* WHAT YOU ARE ASKED TO DO *
Go through the data below and return each line where the string "parsed" appears.

* Dataset entries *
──────────────────────────────

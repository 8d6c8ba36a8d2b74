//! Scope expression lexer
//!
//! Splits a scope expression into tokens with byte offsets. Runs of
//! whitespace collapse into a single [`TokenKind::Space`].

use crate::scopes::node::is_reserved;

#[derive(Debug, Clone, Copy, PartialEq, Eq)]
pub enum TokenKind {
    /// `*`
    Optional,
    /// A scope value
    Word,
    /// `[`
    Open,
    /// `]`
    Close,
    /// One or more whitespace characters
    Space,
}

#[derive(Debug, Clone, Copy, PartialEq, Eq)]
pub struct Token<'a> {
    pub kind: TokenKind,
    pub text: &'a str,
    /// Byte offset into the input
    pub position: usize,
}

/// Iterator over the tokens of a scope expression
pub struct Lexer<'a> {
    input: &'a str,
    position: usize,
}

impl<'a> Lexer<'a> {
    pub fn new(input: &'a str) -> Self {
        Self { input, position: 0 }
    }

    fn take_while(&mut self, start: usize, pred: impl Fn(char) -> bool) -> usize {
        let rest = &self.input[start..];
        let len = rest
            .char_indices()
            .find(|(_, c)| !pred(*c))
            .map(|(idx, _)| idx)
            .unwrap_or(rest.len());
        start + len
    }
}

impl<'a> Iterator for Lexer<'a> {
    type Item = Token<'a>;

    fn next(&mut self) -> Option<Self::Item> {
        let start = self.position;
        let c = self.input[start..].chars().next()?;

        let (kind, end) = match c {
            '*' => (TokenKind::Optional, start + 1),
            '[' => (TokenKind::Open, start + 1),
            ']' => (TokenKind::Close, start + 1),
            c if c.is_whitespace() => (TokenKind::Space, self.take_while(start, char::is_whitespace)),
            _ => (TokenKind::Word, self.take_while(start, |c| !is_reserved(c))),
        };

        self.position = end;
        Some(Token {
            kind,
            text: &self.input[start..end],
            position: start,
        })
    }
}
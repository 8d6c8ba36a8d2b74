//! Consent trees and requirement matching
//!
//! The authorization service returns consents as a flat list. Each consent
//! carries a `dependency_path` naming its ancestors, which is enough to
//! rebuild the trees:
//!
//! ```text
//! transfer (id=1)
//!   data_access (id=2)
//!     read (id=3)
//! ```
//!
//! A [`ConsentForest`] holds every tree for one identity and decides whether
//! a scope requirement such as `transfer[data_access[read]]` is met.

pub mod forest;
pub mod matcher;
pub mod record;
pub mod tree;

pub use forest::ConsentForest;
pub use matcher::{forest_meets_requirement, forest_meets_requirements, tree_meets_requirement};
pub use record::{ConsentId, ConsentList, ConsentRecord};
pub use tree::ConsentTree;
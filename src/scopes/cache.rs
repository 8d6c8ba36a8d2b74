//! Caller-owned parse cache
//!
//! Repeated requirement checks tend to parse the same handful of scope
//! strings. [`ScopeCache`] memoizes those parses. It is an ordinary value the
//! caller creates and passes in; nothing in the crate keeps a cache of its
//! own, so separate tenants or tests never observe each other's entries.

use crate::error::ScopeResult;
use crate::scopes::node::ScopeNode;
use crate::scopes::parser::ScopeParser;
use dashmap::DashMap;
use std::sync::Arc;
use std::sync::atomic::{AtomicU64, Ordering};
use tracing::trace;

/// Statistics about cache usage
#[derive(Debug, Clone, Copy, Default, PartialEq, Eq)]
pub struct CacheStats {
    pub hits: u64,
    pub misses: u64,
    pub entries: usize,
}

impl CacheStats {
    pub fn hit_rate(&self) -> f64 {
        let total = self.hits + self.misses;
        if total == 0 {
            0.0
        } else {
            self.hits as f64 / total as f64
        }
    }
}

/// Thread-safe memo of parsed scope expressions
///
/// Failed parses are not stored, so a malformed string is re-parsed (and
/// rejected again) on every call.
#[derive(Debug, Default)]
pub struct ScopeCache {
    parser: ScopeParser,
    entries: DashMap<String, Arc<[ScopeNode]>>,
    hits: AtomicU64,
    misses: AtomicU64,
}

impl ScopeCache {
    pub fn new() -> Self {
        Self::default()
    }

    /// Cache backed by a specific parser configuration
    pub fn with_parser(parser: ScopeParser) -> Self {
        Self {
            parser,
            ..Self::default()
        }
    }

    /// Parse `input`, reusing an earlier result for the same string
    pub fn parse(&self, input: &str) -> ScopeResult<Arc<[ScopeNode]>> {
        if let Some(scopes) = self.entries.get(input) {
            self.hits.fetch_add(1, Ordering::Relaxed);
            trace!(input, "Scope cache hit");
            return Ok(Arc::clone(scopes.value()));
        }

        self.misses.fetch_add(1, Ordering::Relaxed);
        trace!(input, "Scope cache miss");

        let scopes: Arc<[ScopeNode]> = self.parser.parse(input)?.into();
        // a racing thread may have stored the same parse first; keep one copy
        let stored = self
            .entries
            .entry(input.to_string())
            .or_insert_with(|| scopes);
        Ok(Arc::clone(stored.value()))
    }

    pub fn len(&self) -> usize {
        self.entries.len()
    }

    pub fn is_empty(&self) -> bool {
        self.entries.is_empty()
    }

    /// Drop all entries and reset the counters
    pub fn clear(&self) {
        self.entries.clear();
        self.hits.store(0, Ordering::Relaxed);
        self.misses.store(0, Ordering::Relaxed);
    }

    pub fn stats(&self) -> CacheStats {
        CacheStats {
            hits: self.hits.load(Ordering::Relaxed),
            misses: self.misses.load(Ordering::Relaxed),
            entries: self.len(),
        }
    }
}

──────────────────────────────

* RESULT BELOW *
/// Thread-safe memo of parsed scope expressions
/// Failed parses are not stored, so a malformed string is re-parsed (and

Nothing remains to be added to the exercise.